> [Records contained in a dataset]:
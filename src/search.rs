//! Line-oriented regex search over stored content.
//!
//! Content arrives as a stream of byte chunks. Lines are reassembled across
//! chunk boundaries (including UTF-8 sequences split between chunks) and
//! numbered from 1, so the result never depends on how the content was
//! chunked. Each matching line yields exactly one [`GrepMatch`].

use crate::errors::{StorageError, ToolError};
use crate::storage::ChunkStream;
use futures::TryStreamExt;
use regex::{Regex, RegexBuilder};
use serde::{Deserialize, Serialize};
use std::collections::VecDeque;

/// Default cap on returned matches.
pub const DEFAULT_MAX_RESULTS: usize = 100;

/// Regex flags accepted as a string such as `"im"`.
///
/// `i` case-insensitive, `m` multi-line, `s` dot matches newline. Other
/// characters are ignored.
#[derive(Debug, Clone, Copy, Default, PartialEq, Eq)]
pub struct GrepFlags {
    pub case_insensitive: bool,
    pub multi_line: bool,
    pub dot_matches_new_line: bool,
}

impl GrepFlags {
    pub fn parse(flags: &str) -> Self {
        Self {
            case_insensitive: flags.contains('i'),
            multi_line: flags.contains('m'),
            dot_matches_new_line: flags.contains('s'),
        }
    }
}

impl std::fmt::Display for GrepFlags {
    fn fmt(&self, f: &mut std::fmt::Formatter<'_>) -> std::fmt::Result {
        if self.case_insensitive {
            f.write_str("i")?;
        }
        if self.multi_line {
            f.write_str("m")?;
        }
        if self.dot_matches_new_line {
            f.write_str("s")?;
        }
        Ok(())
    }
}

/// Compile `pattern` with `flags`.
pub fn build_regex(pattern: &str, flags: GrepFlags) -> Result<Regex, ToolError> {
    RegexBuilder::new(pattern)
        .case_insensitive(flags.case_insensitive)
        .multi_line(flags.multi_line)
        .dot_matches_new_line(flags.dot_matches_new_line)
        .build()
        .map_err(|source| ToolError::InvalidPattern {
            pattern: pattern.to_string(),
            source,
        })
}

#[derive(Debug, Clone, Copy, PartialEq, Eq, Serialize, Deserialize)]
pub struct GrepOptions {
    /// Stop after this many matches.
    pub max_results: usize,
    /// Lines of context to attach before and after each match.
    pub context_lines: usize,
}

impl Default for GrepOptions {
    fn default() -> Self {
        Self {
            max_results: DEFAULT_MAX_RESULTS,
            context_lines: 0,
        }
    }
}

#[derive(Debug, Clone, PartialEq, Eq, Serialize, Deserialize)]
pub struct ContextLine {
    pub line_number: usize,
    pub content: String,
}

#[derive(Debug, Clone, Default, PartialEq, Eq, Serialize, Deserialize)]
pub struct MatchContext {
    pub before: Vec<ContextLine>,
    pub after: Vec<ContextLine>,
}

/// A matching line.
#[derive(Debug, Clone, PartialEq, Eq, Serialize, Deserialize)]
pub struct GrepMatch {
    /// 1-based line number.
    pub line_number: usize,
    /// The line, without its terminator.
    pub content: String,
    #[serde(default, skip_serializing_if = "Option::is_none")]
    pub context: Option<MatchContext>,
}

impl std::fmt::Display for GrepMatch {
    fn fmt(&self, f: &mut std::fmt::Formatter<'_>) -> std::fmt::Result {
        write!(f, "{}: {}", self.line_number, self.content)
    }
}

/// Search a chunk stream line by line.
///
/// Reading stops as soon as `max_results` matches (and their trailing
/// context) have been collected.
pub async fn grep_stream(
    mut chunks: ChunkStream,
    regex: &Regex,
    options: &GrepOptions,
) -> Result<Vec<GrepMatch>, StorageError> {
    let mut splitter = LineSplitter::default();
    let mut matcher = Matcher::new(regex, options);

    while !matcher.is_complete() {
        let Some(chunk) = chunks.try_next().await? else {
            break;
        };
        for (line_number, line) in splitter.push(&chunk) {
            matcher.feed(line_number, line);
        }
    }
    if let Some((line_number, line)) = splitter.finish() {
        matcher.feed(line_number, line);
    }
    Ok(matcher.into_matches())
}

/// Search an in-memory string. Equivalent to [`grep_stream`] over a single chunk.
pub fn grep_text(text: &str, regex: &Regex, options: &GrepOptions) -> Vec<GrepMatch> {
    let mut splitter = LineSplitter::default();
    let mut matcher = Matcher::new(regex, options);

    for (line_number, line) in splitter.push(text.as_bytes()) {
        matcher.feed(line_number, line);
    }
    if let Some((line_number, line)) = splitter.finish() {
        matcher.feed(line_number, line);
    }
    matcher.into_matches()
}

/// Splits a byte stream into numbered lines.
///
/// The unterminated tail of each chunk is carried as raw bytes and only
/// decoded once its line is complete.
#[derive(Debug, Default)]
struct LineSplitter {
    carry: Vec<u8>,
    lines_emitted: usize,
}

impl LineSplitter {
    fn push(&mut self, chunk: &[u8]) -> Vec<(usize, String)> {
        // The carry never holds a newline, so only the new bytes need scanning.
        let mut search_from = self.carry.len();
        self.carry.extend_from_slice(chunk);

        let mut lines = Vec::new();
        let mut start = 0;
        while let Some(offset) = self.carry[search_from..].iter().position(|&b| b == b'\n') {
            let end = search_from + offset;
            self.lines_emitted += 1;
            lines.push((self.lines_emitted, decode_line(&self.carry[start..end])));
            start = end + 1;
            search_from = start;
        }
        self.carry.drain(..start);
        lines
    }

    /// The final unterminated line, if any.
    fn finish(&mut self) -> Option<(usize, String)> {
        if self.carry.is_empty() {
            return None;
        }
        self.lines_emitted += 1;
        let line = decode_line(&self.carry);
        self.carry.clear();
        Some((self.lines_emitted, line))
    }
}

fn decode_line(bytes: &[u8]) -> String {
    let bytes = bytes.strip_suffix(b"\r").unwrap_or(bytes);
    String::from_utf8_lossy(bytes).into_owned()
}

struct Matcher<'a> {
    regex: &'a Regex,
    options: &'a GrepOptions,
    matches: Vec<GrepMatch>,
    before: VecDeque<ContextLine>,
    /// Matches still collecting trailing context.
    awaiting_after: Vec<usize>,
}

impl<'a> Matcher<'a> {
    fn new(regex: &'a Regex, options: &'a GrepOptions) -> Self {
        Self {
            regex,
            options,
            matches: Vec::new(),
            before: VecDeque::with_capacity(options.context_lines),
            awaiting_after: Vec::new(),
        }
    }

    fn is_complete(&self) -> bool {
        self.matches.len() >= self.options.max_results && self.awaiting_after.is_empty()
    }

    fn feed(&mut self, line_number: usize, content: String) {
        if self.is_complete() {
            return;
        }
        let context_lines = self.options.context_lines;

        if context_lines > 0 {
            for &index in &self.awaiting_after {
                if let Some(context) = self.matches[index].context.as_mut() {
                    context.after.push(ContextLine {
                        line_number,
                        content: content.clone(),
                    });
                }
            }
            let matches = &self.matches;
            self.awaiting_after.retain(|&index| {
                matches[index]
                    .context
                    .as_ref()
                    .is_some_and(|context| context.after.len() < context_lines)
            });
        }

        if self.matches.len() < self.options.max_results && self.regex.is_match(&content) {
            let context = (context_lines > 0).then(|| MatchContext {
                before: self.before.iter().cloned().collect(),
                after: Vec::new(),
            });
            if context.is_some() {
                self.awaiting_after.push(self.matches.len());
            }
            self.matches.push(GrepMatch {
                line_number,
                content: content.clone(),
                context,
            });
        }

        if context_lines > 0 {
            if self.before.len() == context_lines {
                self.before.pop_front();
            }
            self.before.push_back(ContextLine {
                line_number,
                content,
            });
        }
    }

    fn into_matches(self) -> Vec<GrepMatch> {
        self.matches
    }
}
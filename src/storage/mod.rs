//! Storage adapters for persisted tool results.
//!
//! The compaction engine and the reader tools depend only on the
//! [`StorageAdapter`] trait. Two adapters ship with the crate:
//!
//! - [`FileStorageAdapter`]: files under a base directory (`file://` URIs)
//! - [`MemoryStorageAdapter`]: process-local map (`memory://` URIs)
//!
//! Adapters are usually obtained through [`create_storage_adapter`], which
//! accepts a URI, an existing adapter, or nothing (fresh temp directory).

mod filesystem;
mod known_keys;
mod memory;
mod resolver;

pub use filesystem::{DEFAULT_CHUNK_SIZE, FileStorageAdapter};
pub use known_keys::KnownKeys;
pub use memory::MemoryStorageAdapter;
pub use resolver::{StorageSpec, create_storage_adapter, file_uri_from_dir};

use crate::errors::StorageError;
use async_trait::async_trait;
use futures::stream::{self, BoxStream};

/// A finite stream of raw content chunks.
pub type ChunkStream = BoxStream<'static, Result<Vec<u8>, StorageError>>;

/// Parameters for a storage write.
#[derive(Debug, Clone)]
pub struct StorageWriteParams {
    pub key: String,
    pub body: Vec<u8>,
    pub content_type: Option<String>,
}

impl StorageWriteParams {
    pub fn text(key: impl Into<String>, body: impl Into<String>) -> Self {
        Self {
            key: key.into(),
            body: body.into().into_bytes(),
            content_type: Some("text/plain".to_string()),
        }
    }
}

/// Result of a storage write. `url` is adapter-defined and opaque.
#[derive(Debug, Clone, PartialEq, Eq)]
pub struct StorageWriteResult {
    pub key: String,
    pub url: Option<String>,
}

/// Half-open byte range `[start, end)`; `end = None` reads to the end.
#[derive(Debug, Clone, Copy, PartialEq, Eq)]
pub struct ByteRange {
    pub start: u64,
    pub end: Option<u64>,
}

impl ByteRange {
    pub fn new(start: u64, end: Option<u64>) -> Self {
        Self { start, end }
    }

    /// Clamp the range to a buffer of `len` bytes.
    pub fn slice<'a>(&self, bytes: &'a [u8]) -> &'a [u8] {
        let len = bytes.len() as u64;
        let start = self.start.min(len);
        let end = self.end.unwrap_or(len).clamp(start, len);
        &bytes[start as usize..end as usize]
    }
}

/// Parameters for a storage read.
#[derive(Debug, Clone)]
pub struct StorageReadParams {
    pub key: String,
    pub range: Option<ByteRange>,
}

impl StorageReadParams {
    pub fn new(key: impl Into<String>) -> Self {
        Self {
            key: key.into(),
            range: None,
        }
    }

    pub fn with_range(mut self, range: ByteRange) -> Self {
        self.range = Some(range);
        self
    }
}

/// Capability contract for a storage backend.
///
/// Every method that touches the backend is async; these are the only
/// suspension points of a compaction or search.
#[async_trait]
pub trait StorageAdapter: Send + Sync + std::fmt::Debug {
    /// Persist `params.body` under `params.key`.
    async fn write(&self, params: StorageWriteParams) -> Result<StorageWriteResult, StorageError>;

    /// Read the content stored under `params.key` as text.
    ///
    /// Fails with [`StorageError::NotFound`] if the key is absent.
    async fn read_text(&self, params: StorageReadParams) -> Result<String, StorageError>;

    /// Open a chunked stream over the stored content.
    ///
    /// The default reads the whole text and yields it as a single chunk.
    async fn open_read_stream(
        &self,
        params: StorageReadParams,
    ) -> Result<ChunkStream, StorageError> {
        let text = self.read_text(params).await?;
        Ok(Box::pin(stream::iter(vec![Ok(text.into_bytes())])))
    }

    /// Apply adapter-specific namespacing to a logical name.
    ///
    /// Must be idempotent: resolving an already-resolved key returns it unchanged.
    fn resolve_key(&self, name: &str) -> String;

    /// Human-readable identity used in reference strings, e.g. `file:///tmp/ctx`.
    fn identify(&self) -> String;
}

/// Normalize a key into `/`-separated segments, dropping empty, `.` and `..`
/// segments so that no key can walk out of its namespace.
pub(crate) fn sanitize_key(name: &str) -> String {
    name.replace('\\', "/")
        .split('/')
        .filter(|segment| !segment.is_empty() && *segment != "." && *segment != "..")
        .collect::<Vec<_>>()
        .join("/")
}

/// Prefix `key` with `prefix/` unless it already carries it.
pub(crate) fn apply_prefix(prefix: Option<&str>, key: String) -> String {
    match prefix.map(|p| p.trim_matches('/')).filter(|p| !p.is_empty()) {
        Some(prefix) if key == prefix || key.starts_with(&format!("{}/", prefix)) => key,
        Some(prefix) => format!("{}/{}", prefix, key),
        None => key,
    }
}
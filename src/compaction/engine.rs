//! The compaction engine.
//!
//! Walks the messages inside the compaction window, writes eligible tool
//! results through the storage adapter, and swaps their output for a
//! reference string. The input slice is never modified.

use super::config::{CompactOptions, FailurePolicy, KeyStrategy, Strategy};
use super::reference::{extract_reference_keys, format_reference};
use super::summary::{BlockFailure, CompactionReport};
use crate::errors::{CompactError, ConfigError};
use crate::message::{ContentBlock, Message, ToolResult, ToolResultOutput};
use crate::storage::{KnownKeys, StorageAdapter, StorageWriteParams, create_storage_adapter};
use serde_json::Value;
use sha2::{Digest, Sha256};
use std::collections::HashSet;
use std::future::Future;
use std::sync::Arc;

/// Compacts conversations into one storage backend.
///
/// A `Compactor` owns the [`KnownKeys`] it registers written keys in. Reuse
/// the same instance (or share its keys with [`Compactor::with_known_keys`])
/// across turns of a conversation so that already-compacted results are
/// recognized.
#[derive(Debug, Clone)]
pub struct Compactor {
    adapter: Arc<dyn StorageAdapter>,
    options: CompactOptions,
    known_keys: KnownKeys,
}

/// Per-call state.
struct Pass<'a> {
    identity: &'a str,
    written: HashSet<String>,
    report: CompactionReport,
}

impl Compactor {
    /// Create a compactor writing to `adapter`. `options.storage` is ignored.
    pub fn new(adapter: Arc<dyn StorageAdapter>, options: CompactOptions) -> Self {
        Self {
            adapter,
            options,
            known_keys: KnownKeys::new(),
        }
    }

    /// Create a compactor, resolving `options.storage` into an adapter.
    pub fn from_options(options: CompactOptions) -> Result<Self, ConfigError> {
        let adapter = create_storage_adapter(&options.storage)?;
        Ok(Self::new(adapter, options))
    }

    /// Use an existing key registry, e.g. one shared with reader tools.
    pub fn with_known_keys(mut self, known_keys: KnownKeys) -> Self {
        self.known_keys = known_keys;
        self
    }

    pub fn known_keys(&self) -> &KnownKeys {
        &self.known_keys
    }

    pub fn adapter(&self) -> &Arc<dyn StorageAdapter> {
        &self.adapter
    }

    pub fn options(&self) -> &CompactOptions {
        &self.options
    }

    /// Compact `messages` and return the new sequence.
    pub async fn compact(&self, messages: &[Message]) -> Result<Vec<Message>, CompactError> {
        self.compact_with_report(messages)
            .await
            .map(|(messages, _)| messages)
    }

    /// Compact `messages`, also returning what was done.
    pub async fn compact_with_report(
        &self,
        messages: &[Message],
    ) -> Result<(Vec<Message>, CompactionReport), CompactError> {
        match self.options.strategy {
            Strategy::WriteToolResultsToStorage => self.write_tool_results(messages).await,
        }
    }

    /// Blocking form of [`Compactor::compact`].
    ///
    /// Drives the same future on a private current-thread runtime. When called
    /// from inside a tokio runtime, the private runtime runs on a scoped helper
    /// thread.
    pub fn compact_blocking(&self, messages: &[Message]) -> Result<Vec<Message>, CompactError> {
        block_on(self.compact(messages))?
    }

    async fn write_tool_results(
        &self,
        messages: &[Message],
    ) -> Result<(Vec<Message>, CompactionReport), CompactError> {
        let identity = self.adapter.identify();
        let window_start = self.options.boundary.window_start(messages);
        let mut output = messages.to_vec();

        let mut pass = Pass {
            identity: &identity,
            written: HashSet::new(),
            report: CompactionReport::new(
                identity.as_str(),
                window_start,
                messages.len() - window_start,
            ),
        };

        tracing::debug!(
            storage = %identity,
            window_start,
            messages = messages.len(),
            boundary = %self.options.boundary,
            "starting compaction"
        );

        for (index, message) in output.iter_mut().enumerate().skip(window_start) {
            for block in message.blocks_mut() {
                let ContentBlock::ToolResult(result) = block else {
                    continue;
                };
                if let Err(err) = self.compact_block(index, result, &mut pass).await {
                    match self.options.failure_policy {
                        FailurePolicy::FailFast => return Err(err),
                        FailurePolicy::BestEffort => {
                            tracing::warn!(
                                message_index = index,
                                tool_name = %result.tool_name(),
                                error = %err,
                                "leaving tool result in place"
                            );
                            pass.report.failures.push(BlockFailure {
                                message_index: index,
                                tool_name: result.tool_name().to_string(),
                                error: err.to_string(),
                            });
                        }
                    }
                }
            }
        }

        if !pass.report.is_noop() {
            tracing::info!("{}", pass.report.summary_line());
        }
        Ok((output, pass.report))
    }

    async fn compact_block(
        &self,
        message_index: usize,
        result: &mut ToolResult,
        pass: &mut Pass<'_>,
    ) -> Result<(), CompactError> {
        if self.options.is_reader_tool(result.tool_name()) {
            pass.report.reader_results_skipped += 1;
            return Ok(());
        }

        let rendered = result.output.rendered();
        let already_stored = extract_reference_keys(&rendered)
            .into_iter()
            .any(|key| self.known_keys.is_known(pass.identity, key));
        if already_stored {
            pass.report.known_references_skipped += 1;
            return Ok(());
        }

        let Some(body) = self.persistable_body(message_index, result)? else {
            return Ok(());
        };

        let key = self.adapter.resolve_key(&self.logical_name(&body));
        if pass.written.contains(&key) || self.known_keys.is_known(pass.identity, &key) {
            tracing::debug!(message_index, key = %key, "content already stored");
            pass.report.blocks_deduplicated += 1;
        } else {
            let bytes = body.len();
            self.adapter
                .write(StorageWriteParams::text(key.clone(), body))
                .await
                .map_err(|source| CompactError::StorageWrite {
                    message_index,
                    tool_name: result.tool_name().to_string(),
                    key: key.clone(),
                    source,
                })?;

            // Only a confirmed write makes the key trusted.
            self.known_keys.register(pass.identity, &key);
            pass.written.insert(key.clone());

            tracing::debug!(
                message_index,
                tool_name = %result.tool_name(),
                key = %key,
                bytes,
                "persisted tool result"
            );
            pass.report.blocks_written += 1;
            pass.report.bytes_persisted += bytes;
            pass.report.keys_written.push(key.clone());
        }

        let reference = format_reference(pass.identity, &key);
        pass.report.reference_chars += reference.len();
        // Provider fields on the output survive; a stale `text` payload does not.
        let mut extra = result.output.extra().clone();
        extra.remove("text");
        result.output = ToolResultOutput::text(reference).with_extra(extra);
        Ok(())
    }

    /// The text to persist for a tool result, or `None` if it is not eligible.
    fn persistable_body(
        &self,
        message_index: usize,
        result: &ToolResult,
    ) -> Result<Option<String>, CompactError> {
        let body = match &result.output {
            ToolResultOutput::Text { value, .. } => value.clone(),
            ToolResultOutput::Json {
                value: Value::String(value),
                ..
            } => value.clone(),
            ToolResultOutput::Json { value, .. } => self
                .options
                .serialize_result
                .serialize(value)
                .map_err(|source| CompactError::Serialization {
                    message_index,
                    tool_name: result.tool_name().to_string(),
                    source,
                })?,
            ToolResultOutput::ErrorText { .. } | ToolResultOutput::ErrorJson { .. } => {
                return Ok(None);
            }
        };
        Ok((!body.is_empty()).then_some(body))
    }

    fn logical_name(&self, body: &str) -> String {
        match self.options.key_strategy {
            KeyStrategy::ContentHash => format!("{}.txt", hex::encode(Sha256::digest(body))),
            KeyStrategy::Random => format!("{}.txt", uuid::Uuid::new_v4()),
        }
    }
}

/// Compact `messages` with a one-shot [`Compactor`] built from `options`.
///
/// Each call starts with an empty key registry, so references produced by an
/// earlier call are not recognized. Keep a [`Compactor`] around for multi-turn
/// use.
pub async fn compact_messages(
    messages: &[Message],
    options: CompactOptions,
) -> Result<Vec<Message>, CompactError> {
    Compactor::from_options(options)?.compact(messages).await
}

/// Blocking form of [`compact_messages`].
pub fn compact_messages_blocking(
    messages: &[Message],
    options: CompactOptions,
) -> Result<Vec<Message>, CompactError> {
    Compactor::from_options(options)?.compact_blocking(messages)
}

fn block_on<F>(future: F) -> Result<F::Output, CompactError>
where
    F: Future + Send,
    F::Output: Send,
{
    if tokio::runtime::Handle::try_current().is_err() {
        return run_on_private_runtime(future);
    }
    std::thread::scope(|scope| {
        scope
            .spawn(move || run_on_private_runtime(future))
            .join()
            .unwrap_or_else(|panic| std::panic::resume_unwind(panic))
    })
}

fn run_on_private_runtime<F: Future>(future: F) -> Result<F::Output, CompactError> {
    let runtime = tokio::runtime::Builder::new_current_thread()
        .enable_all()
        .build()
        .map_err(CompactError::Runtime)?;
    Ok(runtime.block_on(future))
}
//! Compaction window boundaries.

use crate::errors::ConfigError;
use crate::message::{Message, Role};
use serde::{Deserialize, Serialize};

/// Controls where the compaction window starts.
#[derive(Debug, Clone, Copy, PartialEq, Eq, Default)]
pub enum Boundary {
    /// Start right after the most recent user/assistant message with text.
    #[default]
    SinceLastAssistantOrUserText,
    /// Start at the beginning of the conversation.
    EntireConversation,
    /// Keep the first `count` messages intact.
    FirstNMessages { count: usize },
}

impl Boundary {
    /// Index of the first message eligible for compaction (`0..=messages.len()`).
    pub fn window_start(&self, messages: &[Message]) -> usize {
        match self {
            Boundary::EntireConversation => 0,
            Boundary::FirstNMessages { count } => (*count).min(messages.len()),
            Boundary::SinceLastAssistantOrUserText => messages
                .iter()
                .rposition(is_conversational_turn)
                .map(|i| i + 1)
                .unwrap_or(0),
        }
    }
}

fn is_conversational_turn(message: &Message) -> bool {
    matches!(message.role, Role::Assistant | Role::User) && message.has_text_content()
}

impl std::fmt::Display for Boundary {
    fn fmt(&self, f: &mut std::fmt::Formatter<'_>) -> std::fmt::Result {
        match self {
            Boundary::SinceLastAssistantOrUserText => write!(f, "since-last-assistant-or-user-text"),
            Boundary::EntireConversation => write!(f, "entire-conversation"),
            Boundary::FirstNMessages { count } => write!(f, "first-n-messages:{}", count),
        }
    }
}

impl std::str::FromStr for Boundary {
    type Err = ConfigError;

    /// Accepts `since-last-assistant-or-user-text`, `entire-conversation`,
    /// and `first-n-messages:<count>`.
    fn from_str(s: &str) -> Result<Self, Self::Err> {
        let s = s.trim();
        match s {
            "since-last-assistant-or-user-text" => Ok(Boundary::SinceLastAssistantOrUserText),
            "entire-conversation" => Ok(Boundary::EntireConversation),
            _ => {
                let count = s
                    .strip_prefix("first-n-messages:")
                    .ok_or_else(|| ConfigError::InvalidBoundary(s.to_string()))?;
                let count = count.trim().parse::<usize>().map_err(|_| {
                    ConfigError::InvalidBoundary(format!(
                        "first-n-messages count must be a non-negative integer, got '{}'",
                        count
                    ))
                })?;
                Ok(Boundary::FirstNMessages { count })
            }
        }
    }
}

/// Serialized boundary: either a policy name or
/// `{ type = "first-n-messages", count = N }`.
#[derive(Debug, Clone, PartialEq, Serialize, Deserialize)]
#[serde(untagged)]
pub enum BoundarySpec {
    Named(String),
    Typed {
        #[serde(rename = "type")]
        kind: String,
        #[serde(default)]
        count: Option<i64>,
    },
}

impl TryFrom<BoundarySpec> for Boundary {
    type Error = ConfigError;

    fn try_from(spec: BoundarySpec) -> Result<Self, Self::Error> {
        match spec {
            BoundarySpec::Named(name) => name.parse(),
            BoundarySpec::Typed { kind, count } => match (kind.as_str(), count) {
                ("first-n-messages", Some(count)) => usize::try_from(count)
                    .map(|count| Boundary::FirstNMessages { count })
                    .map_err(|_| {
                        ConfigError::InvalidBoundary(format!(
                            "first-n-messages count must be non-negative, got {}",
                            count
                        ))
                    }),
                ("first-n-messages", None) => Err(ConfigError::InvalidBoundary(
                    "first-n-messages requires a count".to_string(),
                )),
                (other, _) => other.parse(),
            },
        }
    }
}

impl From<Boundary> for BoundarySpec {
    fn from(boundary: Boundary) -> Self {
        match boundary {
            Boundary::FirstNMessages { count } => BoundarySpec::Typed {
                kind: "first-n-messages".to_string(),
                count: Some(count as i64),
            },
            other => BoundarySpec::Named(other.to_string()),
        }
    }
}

> [REQUIREMENT]: Every line above that holds the string "HashSet" should be returned.

> [RESPONSE]:
use std::collections::HashSet;
    written: HashSet<String>,
            written: HashSet::new(),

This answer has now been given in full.